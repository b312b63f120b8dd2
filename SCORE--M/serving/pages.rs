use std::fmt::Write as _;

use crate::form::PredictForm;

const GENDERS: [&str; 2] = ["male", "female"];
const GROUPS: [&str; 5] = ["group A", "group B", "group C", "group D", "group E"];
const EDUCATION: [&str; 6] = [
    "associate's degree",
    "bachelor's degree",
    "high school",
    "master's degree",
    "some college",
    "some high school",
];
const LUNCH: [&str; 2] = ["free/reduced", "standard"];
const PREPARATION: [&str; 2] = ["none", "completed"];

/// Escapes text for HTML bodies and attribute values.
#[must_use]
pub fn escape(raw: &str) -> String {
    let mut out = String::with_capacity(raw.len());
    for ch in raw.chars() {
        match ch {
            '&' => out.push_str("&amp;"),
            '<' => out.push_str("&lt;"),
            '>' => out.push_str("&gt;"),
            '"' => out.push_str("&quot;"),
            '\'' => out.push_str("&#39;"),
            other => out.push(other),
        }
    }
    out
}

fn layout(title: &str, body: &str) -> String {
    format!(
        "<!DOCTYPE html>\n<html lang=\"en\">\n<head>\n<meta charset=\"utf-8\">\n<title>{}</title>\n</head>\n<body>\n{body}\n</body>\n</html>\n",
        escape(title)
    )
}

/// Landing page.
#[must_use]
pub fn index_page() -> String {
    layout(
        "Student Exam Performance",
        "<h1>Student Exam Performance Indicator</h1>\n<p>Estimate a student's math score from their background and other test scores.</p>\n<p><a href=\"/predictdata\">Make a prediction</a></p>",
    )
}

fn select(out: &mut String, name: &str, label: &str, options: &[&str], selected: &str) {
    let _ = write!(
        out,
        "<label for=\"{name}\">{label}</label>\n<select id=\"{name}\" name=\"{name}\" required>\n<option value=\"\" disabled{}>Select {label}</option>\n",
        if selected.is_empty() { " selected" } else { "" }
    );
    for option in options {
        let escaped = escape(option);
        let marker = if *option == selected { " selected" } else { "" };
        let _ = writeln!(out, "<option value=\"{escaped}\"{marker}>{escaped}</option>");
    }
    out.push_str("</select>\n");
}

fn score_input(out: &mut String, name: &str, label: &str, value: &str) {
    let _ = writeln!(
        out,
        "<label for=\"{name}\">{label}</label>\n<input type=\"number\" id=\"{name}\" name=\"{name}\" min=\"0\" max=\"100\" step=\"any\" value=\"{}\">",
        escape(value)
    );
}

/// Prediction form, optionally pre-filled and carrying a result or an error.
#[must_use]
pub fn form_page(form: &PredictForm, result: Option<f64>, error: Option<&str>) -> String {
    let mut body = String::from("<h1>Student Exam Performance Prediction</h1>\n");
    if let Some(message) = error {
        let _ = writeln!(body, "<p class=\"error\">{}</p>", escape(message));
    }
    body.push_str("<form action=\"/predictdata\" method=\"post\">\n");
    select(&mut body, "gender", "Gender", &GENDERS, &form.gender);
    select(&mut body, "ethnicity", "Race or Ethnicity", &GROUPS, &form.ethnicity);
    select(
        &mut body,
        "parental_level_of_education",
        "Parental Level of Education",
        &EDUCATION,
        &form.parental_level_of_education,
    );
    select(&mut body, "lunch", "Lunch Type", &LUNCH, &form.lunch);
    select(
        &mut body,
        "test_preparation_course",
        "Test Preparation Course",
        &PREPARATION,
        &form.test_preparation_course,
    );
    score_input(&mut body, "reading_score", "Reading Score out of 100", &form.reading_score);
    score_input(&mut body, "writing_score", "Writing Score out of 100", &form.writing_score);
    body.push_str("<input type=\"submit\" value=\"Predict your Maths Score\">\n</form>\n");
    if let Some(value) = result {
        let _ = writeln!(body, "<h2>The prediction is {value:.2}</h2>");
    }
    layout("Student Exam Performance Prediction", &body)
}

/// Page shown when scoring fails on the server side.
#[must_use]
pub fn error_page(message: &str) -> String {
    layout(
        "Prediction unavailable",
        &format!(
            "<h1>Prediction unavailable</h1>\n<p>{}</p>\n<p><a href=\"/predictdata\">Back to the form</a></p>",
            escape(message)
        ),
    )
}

****************************************

From the entries above, copy every line where the word "GROUPS" shows up.

### RESPONSE BELOW
const GROUPS: [&str; 5] = ["group A", "group B", "group C", "group D", "group E"];
    select(&mut body, "ethnicity", "Race or Ethnicity", &GROUPS, &form.ethnicity);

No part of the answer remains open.